The district’s operating millage is currently sitting at 17.24 mills after rollbacks and is estimated to fall to 17.153 next year. The district is asking its residents to pass a millage allowing the district to collect 19 mills ($19 per $1,000) of nonhomestead property value from 2023-2033. The 19 mills includes an extra 1 mill to allow the district to offset future shortages. The district will never be able to collect more than 18 mills, but the extra 1 mill will prevent the district from taking the issue back to the voters within the proposal’s 11-year period.  Historically, there has been a slight rollback in the millage annually from 0.01 in 2016 to as high as 0.23 in 2018.

“Rollbacks can start off borderline. You’re seeing a fraction of a mill coming off (0.02 in 2015), but there’s two factors that are happening: one, you’re not able to levy those 18 mills, but then also your taxable value increases, so that number, that multiple, increases with both of those factors. So, as the years go on it becomes a bigger and bigger problem, and now it’s a problem we need to solve,” Devin Kling, NCSD assistant superintendent of business and operations, said at the April 20 meeting. “We’re funded with property taxes and money through state aid. Well, that state aid is funded, and they are betting that we are collecting all 18 mills. So because we have this rollback, we are not made whole because of it.

“This total amount is nearing $4 million and will exceed $4 million by next year in cumulative revenue that we could have obtained over the last several years, and so we want to correct that,” said Mainka during the meeting.

“Cumulative over the last several years,” clarified Kling.

“This will have no increase to our current homeowners as primary residents,” Mainka said. “This isn’t a taxpayer increase. It does restore the rate of millage that has been levied for many, many years in this district before it had been eroded.”


Recreation millage renewal
The recreational millage proposal seeks to renew the millage for a period of 10 years, 2024 to 2033, at the rate it has fallen to of 0.9365 mills. The millage had originally been 0.98.

According to Mainka, the school district is able to function fine at that rate and so it is not seeking to return to the previous rate, but to maintain its current levy.

“This is a millage that this community has supported for a long time that’s allowed us to have the facilities that we have.
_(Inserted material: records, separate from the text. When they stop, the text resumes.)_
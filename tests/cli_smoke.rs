use std::path::Path;
use std::process::Command;

use tempfile::tempdir;

fn alembic(dir: &Path) -> Command {
    let mut cmd = Command::new(env!("CARGO_BIN_EXE_alembic"));
    cmd.current_dir(dir)
        .env_remove("ALEMBIC_FALLBACK_BACKEND")
        .env_remove("ALEMBIC_JUDGE_BACKEND")
        .env_remove("ALEMBIC_STORE_PATH");
    cmd
}

fn read_json(path: &Path) -> serde_json::Value {
    let raw = std::fs::read_to_string(path).unwrap();
    serde_json::from_str(&raw).unwrap()
}

#[test]
fn cli_generate_offline_smoke() {
    let dir = tempdir().unwrap();
    let out_path = dir.path().join("outcome.json");
    let trace_path = dir.path().join("trace.jsonl");

    let status = alembic(dir.path())
        .args(["generate", "--input", "Write a function that reverses a string"])
        .arg("--trace")
        .arg(&trace_path)
        .arg("--out")
        .arg(&out_path)
        .status()
        .unwrap();
    assert!(status.success());

    let v = read_json(&out_path);
    let candidates = v.get("candidates").and_then(|c| c.as_array()).unwrap();
    assert_eq!(candidates.len(), 3);
    assert_eq!(
        v.pointer("/ranked/0/rank").and_then(|r| r.as_u64()),
        Some(1)
    );
    assert_eq!(
        v.pointer("/selection/source").and_then(|s| s.as_str()),
        Some("heuristic")
    );
    assert_eq!(
        v.pointer("/selected/id"),
        v.pointer("/ranked/0/candidate_id")
    );
    assert_eq!(
        v.pointer("/metadata/backends_used/0").and_then(|s| s.as_str()),
        Some("placeholder")
    );

    let trace = std::fs::read_to_string(&trace_path).unwrap();
    assert_eq!(trace.lines().count(), 6);
}

#[test]
fn cli_rejects_malformed_stage_backend() {
    let dir = tempdir().unwrap();
    let status = alembic(dir.path())
        .args(["generate", "--input", "x", "--stage-backend", "solutio"])
        .status()
        .unwrap();
    assert!(!status.success());
}

#[test]
fn cli_backends_json_lists_the_offline_backend() {
    let dir = tempdir().unwrap();
    let output = alembic(dir.path()).args(["backends", "--json"]).output().unwrap();
    assert!(output.status.success());

    let rows: serde_json::Value = serde_json::from_slice(&output.stdout).unwrap();
    let rows = rows.as_array().unwrap();
    assert_eq!(rows.len(), 1);
    assert_eq!(rows[0]["name"], "placeholder");
    assert_eq!(rows[0]["kind"], "placeholder");
    assert_eq!(rows[0]["available"], true);
    assert_eq!(rows[0]["embeddings"], true);
}

#[test]
fn cli_persisted_selection_shows_up_in_history() {
    let dir = tempdir().unwrap();
    let config_path = dir.path().join("alembic.json");
    let db_path = dir.path().join("candidates.sqlite");
    let config = serde_json::json!({
        "backends": [{"type": "placeholder", "name": "local"}],
        "fallback_backend": "local",
        "store_path": db_path,
    });
    std::fs::write(&config_path, serde_json::to_string_pretty(&config).unwrap()).unwrap();
    let out_path = dir.path().join("outcome.json");

    let status = alembic(dir.path())
        .arg("--config")
        .arg(&config_path)
        .args(["generate", "--input", "Write a haiku about rivers", "--persist", "--count", "2"])
        .arg("--out")
        .arg(&out_path)
        .status()
        .unwrap();
    assert!(status.success());
    let outcome = read_json(&out_path);
    assert_eq!(outcome["candidates"].as_array().unwrap().len(), 6);

    let output = alembic(dir.path())
        .arg("--config")
        .arg(&config_path)
        .args(["history", "--input", "write a haiku about RIVERS"])
        .output()
        .unwrap();
    assert!(output.status.success());

    let entries: serde_json::Value = serde_json::from_slice(&output.stdout).unwrap();
    let entries = entries.as_array().unwrap();
    assert_eq!(entries.len(), 1);
    assert_eq!(entries[0]["candidate_id"], outcome["selected"]["id"]);
    assert_eq!(entries[0]["backend"], "local");
}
So our athletic fields, our playgrounds, our community tennis courts, our pool and auditorium, our future activity and recreational spaces and investments. This millage really allows us to be able to support the operations of those facilities and for our community,” said Mainka. “There is no increase. So, we are not asking for more. We are just asking for it to be maintained.”


August election overview
This election is only for residents living in the Novi Community School District. That would be the 26,239 registered voters in precincts 1-7, 14, 15, 18-21, and 23.

“This is only about half of what we normally do, because it’s not the full city voting and it’s just Novi schools voting,” Novi City Clerk Cortney Hanson said.

Hanson said she is not anticipating a large turnout for this election.

“Traditionally, these kind of school elections do not bring out a big crowd,” she said. “I don’t know if it’s because they are not expecting an election in August (in an) odd year. You know people know about the primary in August in presidential and governor years, but I don’t think they’re expecting this, so they’re not looking for the information.”

According to Hanson, the city had sent out 4,079 absentee ballots for the Aug. 8 election as of July 10. Absentee ballots can be mailed out until Aug. 4, after which an absentee ballot can be picked up in person at the Clerk’s Office in City Hall. The last day to acquire an absentee ballot is Aug. 7. On that day, absentee ballots must be filled out on-site and must be requested no later than 4 p.m.

The polls will open for in-person voting at 7 a.m. Aug. 8 and will close at 8 p.m. that day.  There are 14 precincts voting at 12 locations in this election. Voters will vote at their usual precinct location.